> [Problem description]: Each line from the start of the entries through the line that contains "they went in." should be output exactly, please.

Available data: Begin

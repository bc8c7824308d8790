//! Ordered map backing the flow indices.
//!
//! An AVL tree whose nodes carry a key plus the list of values inserted
//! under that key, in insertion order. Re-inserting a value that is already
//! present under its key is a no-op, which is what deduplicates flows, and
//! what makes top-N tie-breaking deterministic: values under an equal key
//! come back in the order they went in.

use smallvec::SmallVec;

struct Node<K, V> {
    key: K,
    values: SmallVec<[V; 1]>,
    height: i32,
    left: Option<Box<Node<K, V>>>,
    right: Option<Box<Node<K, V>>>,
}

impl<K, V> Node<K, V> {
    fn new(key: K, value: V) -> Box<Self> {
        let mut values = SmallVec::new();
        values.push(value);
        Box::new(Node {
            key,
            values,
            height: 1,
            left: None,
            right: None,
        })
    }
}

/// Self-balancing ordered map from `K` to one or more values.
pub struct Tree<K, V> {
    root: Option<Box<Node<K, V>>>,
    len: usize,
}

impl<K, V> Default for Tree<K, V> {
    fn default() -> Self {
        Tree { root: None, len: 0 }
    }
}

fn height<K, V>(node: &Option<Box<Node<K, V>>>) -> i32 {
    node.as_ref().map_or(0, |n| n.height)
}

fn update_height<K, V>(node: &mut Node<K, V>) {
    node.height = 1 + height(&node.left).max(height(&node.right));
}

fn balance_factor<K, V>(node: &Node<K, V>) -> i32 {
    height(&node.left) - height(&node.right)
}

fn rotate_right<K, V>(mut node: Box<Node<K, V>>) -> Box<Node<K, V>> {
    let mut new_root = node.left.take().expect("rotate_right without left child");
    node.left = new_root.right.take();
    update_height(&mut node);
    new_root.right = Some(node);
    update_height(&mut new_root);
    new_root
}

fn rotate_left<K, V>(mut node: Box<Node<K, V>>) -> Box<Node<K, V>> {
    let mut new_root = node.right.take().expect("rotate_left without right child");
    node.right = new_root.left.take();
    update_height(&mut node);
    new_root.left = Some(node);
    update_height(&mut new_root);
    new_root
}

fn rebalance<K, V>(mut node: Box<Node<K, V>>) -> Box<Node<K, V>> {
    update_height(&mut node);
    let bf = balance_factor(&node);
    if bf > 1 {
        if balance_factor(node.left.as_ref().unwrap()) < 0 {
            node.left = Some(rotate_left(node.left.take().unwrap()));
        }
        return rotate_right(node);
    }
    if bf < -1 {
        if balance_factor(node.right.as_ref().unwrap()) > 0 {
            node.right = Some(rotate_right(node.right.take().unwrap()));
        }
        return rotate_left(node);
    }
    node
}

impl<K: Ord, V: Clone + PartialEq> Tree<K, V> {
    pub fn new() -> Self {
        Tree::default()
    }

    /// Number of values stored (not distinct keys).
    pub fn len(&self) -> usize {
        self.len
    }

    pub fn is_empty(&self) -> bool {
        self.len == 0
    }

    /// Insert `value` under `key`. An equal key keeps its node; the value is
    /// appended unless an equal value is already recorded under that key.
    pub fn insert(&mut self, key: K, value: V) {
        let root = self.root.take();
        let mut inserted = false;
        self.root = Some(Self::insert_node(root, key, value, &mut inserted));
        if inserted {
            self.len += 1;
        }
    }

    fn insert_node(
        node: Option<Box<Node<K, V>>>,
        key: K,
        value: V,
        inserted: &mut bool,
    ) -> Box<Node<K, V>> {
        let mut node = match node {
            None => {
                *inserted = true;
                return Node::new(key, value);
            }
            Some(n) => n,
        };

        match key.cmp(&node.key) {
            std::cmp::Ordering::Less => {
                node.left = Some(Self::insert_node(node.left.take(), key, value, inserted));
            }
            std::cmp::Ordering::Greater => {
                node.right = Some(Self::insert_node(node.right.take(), key, value, inserted));
            }
            std::cmp::Ordering::Equal => {
                if !node.values.contains(&value) {
                    node.values.push(value);
                    *inserted = true;
                }
                return node;
            }
        }
        rebalance(node)
    }

    /// Values stored under `key`, in insertion order. Empty slice if absent.
    pub fn get(&self, key: &K) -> &[V] {
        let mut cur = self.root.as_deref();
        while let Some(node) = cur {
            match key.cmp(&node.key) {
                std::cmp::Ordering::Less => cur = node.left.as_deref(),
                std::cmp::Ordering::Greater => cur = node.right.as_deref(),
                std::cmp::Ordering::Equal => return &node.values,
            }
        }
        &[]
    }

    pub fn contains(&self, key: &K) -> bool {
        !self.get(key).is_empty()
    }

    /// In-order traversal. The visitor sees every value, smallest key first,
    /// values under one key in insertion order.
    pub fn each<F: FnMut(&K, &V)>(&self, mut f: F) {
        Self::each_node(self.root.as_deref(), &mut f);
    }

    fn each_node<F: FnMut(&K, &V)>(node: Option<&Node<K, V>>, f: &mut F) {
        if let Some(n) = node {
            Self::each_node(n.left.as_deref(), f);
            for v in &n.values {
                f(&n.key, v);
            }
            Self::each_node(n.right.as_deref(), f);
        }
    }

    /// All values, smallest key first.
    pub fn dump(&self) -> Vec<V> {
        let mut out = Vec::with_capacity(self.len);
        self.each(|_, v| out.push(v.clone()));
        out
    }

    /// The `n` values under the largest keys, largest key first. Values
    /// sharing a key are emitted in insertion order.
    pub fn top_n(&self, n: usize) -> Vec<V> {
        let mut out = Vec::with_capacity(n.min(self.len));
        Self::top_n_node(self.root.as_deref(), n, &mut out);
        out
    }

    fn top_n_node(node: Option<&Node<K, V>>, n: usize, out: &mut Vec<V>) {
        let Some(node) = node else { return };
        Self::top_n_node(node.right.as_deref(), n, out);
        for v in &node.values {
            if out.len() >= n {
                return;
            }
            out.push(v.clone());
        }
        Self::top_n_node(node.left.as_deref(), n, out);
    }
}

impl<K: Ord + Clone, V: Clone + PartialEq> Tree<K, V> {
    /// Entries present in every input tree, compared by key and value.
    ///
    /// The smallest input is iterated and each of its entries is kept iff all
    /// other inputs contain it. No inputs yields an empty tree; a single
    /// input comes back as-is; any empty input empties the result.
    pub fn intersection(trees: &[&Tree<K, V>]) -> Tree<K, V> {
        let mut result = Tree::new();
        let Some(smallest) = trees.iter().min_by_key(|t| t.len()) else {
            return result;
        };
        if smallest.is_empty() {
            return result;
        }

        smallest.each(|key, value| {
            let everywhere = trees
                .iter()
                .all(|t| std::ptr::eq(*t, *smallest) || t.get(key).contains(value));
            if everywhere {
                result.insert(key.clone(), value.clone());
            }
        });
        result
    }
}

#[cfg(test)]
mod tests {
    use super::*;

    fn tree_from(keys: &[i64]) -> Tree<i64, i64> {
        let mut t = Tree::new();
        for &k in keys {
            t.insert(k, k);
        }
        t
    }

    #[test]
    fn test_insert_and_dump_sorted() {
        let t = tree_from(&[5, 3, 8, 1, 4, 9, 2, 7, 6]);
        assert_eq!(t.dump(), vec![1, 2, 3, 4, 5, 6, 7, 8, 9]);
        assert_eq!(t.len(), 9);
    }

    #[test]
    fn test_insert_sequential_stays_balanced() {
        // 1024 ascending inserts degenerate to a list without rotations;
        // a sane height keeps the recursive traversals shallow.
        let mut t = Tree::new();
        for k in 0i64..1024 {
            t.insert(k, k);
        }
        assert_eq!(t.len(), 1024);
        assert_eq!(t.dump().len(), 1024);
        assert_eq!(t.top_n(3), vec![1023, 1022, 1021]);
    }

    #[test]
    fn test_duplicate_value_is_noop() {
        let mut t: Tree<i64, i64> = Tree::new();
        t.insert(1, 10);
        t.insert(1, 10);
        assert_eq!(t.len(), 1);
        assert_eq!(t.get(&1), &[10]);
    }

    #[test]
    fn test_equal_key_appends_in_insertion_order() {
        let mut t: Tree<u64, &str> = Tree::new();
        t.insert(40, "first");
        t.insert(40, "second");
        t.insert(7, "small");
        assert_eq!(t.len(), 3);
        assert_eq!(t.get(&40), &["first", "second"]);
        // Top-1 must pick the value inserted first under the shared key.
        assert_eq!(t.top_n(1), vec!["first"]);
        assert_eq!(t.top_n(2), vec!["first", "second"]);
        assert_eq!(t.top_n(5), vec!["first", "second", "small"]);
    }

    #[test]
    fn test_get_missing_is_empty() {
        let t = tree_from(&[1, 2, 3]);
        assert!(t.get(&42).is_empty());
        assert!(!t.contains(&42));
        assert!(t.contains(&2));
    }

    #[test]
    fn test_each_visits_in_order() {
        let t = tree_from(&[3, 1, 2]);
        let mut seen = Vec::new();
        t.each(|k, _| seen.push(*k));
        assert_eq!(seen, vec![1, 2, 3]);
    }

    #[test]
    fn test_top_n_larger_than_len() {
        let t = tree_from(&[1, 2]);
        assert_eq!(t.top_n(10), vec![2, 1]);
    }

    #[test]
    fn test_intersection_basic() {
        let a = tree_from(&[1, 2, 3, 4]);
        let b = tree_from(&[2, 4, 6]);
        let c = tree_from(&[4, 2, 0]);
        let res = Tree::intersection(&[&a, &b, &c]);
        assert_eq!(res.dump(), vec![2, 4]);
    }

    #[test]
    fn test_intersection_empty_input_list() {
        let res: Tree<i64, i64> = Tree::intersection(&[]);
        assert!(res.is_empty());
    }

    #[test]
    fn test_intersection_single_input() {
        let a = tree_from(&[3, 1]);
        let res = Tree::intersection(&[&a]);
        assert_eq!(res.dump(), vec![1, 3]);
    }

    #[test]
    fn test_intersection_with_empty_tree() {
        let a = tree_from(&[1, 2]);
        let b: Tree<i64, i64> = Tree::new();
        let res = Tree::intersection(&[&a, &b]);
        assert!(res.is_empty());
    }
}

Available data: End

> [Answer area]:
repository bc8c7824308d8790
//! Ordered map backing the flow indices.
//!
//! An AVL tree whose nodes carry a key plus the list of values inserted
//! under that key, in insertion order. Re-inserting a value that is already
//! present under its key is a no-op, which is what deduplicates flows, and
//! what makes top-N tie-breaking deterministic: values under an equal key
//! come back in the order they went in.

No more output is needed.